His reactionary Substack has over 69,000 subscribers, he has his own show on GB
News, and he is a vocal supporter of Nigel Farage’s Reform UK, offering
strategy advice and whipping up crowds at the party’s conferences. Fulfilling a
long-held dream, he is now a well-known media commentator, finally receiving
the attention he always felt he deserved.
This
wasn’t always the case. Goodwin was once a serious academic working to
understand the drivers of far-right extremism, and for most of his career
relatively liberal, seen by colleagues as hard working, bright and ambitious.

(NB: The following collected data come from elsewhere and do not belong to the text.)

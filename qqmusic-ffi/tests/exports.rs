use std::ffi::{CStr, CString, c_char};
use std::sync::{Mutex, MutexGuard, PoisonError};

use httpmock::Method::{GET, POST};
use httpmock::MockServer;
use qqmusic_ffi::{
    QQMusicCancelLogin, QQMusicConfigure, QQMusicFreeString, QQMusicGenCoverURL,
    QQMusicGetLyric, QQMusicGetPlaylist, QQMusicGetSongURL, QQMusicLogout,
    QQMusicPollLoginStatus, QQMusicSearchSong, QQMusicStartLogin,
};
use serde_json::{Value, json};

/// The bridge instance is process-wide.
static SERIAL: Mutex<()> = Mutex::new(());

fn serial() -> MutexGuard<'static, ()> {
    SERIAL.lock().unwrap_or_else(PoisonError::into_inner)
}

/// Copy and release a bridge string.
fn take(p: *mut c_char) -> String {
    assert!(!p.is_null());
    let s = unsafe { CStr::from_ptr(p) }.to_str().unwrap().to_owned();
    unsafe { QQMusicFreeString(p) };
    s
}

fn envelope(p: *mut c_char) -> Value {
    serde_json::from_str(&take(p)).unwrap()
}

fn configure(server: &MockServer) {
    let doc = json!({
        "timeoutMs": 2000,
        "retriesPerEndpoint": 1,
        "streamBase": server.url("/stream/"),
        "endpoints": {
            "qrShow": [server.url("/ptqrshow")],
            "qrPoll": [server.url("/ptqrlogin")],
            "musicu": [server.url("/cgi-bin/musicu.fcg")],
            "playlist": [server.url("/playlist")],
            "lyric": [server.url("/lyric")],
            "songUrlMirror": [server.url("/express")],
            "profile": [server.url("/profile")]
        }
    });
    let c = CString::new(doc.to_string()).unwrap();
    let env = envelope(unsafe { QQMusicConfigure(c.as_ptr()) });
    assert_eq!(env["code"], 0, "{env}");
}

#[test]
fn playlist_envelopes_are_identical_across_calls() {
    let _guard = serial();
    let server = MockServer::start();
    server.mock(|when, then| {
        when.method(GET).path("/playlist").query_param("disstid", "123");
        then.status(200).json_body(json!({
            "code": 0,
            "cdlist": [{ "disstid": "123", "dissname": "Weekend", "songnum": 3,
                         "nickname": "owner", "uin": "100" }]
        }));
    });
    configure(&server);

    let id = CString::new("123").unwrap();
    let a = take(unsafe { QQMusicGetPlaylist(id.as_ptr(), std::ptr::null()) });
    let b = take(unsafe { QQMusicGetPlaylist(id.as_ptr(), std::ptr::null()) });
    assert_eq!(a, b);
    let env: Value = serde_json::from_str(&a).unwrap();
    assert_eq!(env["code"], 0);
    assert_eq!(env["data"]["title"], "Weekend");
    assert_eq!(env["data"]["trackCount"], 3);
}

#[test]
fn song_url_reports_mirror_source() {
    let _guard = serial();
    let server = MockServer::start();
    let primary = server.mock(|when, then| {
        when.method(POST).path("/cgi-bin/musicu.fcg");
        then.status(503);
    });
    server.mock(|when, then| {
        when.method(GET).path("/express");
        then.status(200)
            .json_body(json!({ "code": 0, "data": { "items": [{ "vkey": "VK" }] } }));
    });
    configure(&server);

    let mid = CString::new("abc").unwrap();
    let quality = CString::new("high").unwrap();
    let env = envelope(unsafe {
        QQMusicGetSongURL(mid.as_ptr(), quality.as_ptr(), std::ptr::null())
    });
    assert_eq!(env["code"], 0, "{env}");
    assert_eq!(env["data"]["source"], "mirror");
    assert_eq!(env["data"]["quality"], "high");
    assert!(
        env["data"]["url"]
            .as_str()
            .unwrap()
            .starts_with(&server.url("/stream/M800abcabc.mp3?vkey=VK"))
    );
    primary.assert_hits(2);

    let bad = CString::new("ultra").unwrap();
    let env = envelope(unsafe { QQMusicGetSongURL(mid.as_ptr(), bad.as_ptr(), std::ptr::null()) });
    assert_eq!(env["code"], 1007);
}

#[test]
fn errors_use_the_taxonomy_codes() {
    let _guard = serial();
    let server = MockServer::start();
    server.mock(|when, then| {
        when.method(GET).path("/lyric");
        then.status(200).json_body(json!({ "retcode": -1, "code": 1000 }));
    });
    server.mock(|when, then| {
        when.method(POST).path("/cgi-bin/musicu.fcg");
        then.status(200).json_body(json!({ "code": 500001, "msg": "busy" }));
    });
    configure(&server);
    QQMusicLogout();

    let mid = CString::new("abc").unwrap();
    let env = envelope(unsafe { QQMusicGetLyric(mid.as_ptr(), std::ptr::null()) });
    assert_eq!(env["code"], 1006);

    let env = envelope(unsafe { QQMusicGetLyric(std::ptr::null(), std::ptr::null()) });
    assert_eq!(env["code"], 1007);

    let kw = CString::new("jay").unwrap();
    let env = envelope(unsafe { QQMusicSearchSong(kw.as_ptr(), 0) });
    assert_eq!(env["code"], 1002);
    assert_eq!(env["data"]["upstreamCode"], 500_001);

    let bad = CString::new("{not json").unwrap();
    assert_eq!(envelope(unsafe { QQMusicConfigure(bad.as_ptr()) })["code"], 1007);
}

#[test]
fn login_through_the_boundary() {
    let _guard = serial();
    let server = MockServer::start();
    server.mock(|when, then| {
        when.method(GET).path("/ptqrshow");
        then.status(200)
            .header("content-type", "image/png")
            .header("set-cookie", "qrsig=q1; Path=/")
            .body([1u8, 2, 3]);
    });
    let poll = server.mock(|when, then| {
        when.method(GET).path("/ptqrlogin");
        then.status(200)
            .header("set-cookie", "skey=@k; Path=/")
            .body("ptuiCB('0','0','https://x.qq.com/check_sig?uin=100&ptsigx=s','0','ok', 'n')");
    });
    configure(&server);

    let started = envelope(QQMusicStartLogin());
    assert_eq!(started["code"], 0);
    assert_eq!(started["data"]["state"], "WaitingScan");
    assert_eq!(started["data"]["qrPayload"], "AQID");
    assert_eq!(started["data"]["mime"], "image/png");

    let key = CString::new(started["data"]["key"].as_str().unwrap()).unwrap();
    let confirmed = envelope(unsafe { QQMusicPollLoginStatus(key.as_ptr()) });
    assert_eq!(confirmed["data"]["state"], "Confirmed");
    assert_eq!(confirmed["data"]["uin"], "100");
    assert_eq!(confirmed["data"]["cookie"], "skey=@k");
    let again = envelope(unsafe { QQMusicPollLoginStatus(key.as_ptr()) });
    assert_eq!(again["data"]["state"], "Confirmed");
    poll.assert_hits(1);

    QQMusicCancelLogin();
    let stale = envelope(unsafe { QQMusicPollLoginStatus(key.as_ptr()) });
    assert_eq!(stale["code"], 1005);
    QQMusicLogout();
}

#[test]
fn failed_login_keeps_the_snapshot() {
    let _guard = serial();
    let server = MockServer::start();
    server.mock(|when, then| {
        when.method(GET).path("/ptqrshow");
        then.status(200).body("no cookie here");
    });
    configure(&server);

    let env = envelope(QQMusicStartLogin());
    assert_eq!(env["code"], 1003);
    assert_eq!(env["data"]["state"], "Failed");
    assert!(env["data"]["key"].is_string());
}

#[test]
fn cover_urls_are_plain_strings() {
    let id = CString::new("004Z8Ihr0JIu5s").unwrap();
    let album = CString::new("album").unwrap();
    let url = take(unsafe { QQMusicGenCoverURL(id.as_ptr(), album.as_ptr()) });
    assert_eq!(
        url,
        "https://y.gtimg.cn/music/photo_new/T002R300x300M000004Z8Ihr0JIu5s.jpg"
    );

    let bogus = CString::new("poster").unwrap();
    assert!(unsafe { QQMusicGenCoverURL(id.as_ptr(), bogus.as_ptr()) }.is_null());
    assert!(unsafe { QQMusicGenCoverURL(std::ptr::null(), album.as_ptr()) }.is_null());
}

He produced several books and articles on the British National Party and the
wider far right. He even sat on the government’s Anti-Muslim Hatred Working
Group and wrote impassioned articles for The Guardian denouncing Islamophobia
and warning of the dangers of far-right politics.
Sadly,
this has all changed, and in recent years his rightward shift has seen him
become a fully-fledged radical-right activist.
Radicalisation
Some have
argued that Goodwin became radicalised after he “went native” or “drank the
Kool-Aid” while studying UKIP for his two co-authored books, Revolt on the
Right and UKIP: Inside the Campaign to Redraw the Map of British Politics. The
argument goes that his time with Nigel Farage and other prominent UKIP figures
actually served to redraw Matthew Goodwin.
The truth
is more complex. Looking at Goodwin’s earlier academic work, it is possible to
discern a sympathy for the concerns of those who voted for far and
radical-right parties. He has long argued that their anger was justified, or at
least understandable, and that their supporters had been ignored by mainstream
politicians. This certainly isn’t a radical position and has been argued by
many in social science and beyond for decades. The difference with Goodwin is
that he’s gone from sympathy for the voters, to sympathy with the far-right
parties preying on them.
Yet there
is another common thread that can be traced from his earliest days in academia
through to today, one that explains his seismic political shift better than
anything else. After speaking with a range of former colleagues and academics
who have worked with or known Goodwin over the years, there emerged one common
point. From his earliest days in academia, he was ruthlessly ambitious,
supposedly motivated more by personal advancement than a love for or interest
in the topic that he researched.
Goodwin’s
political shift is perhaps best explained by his desire for recognition.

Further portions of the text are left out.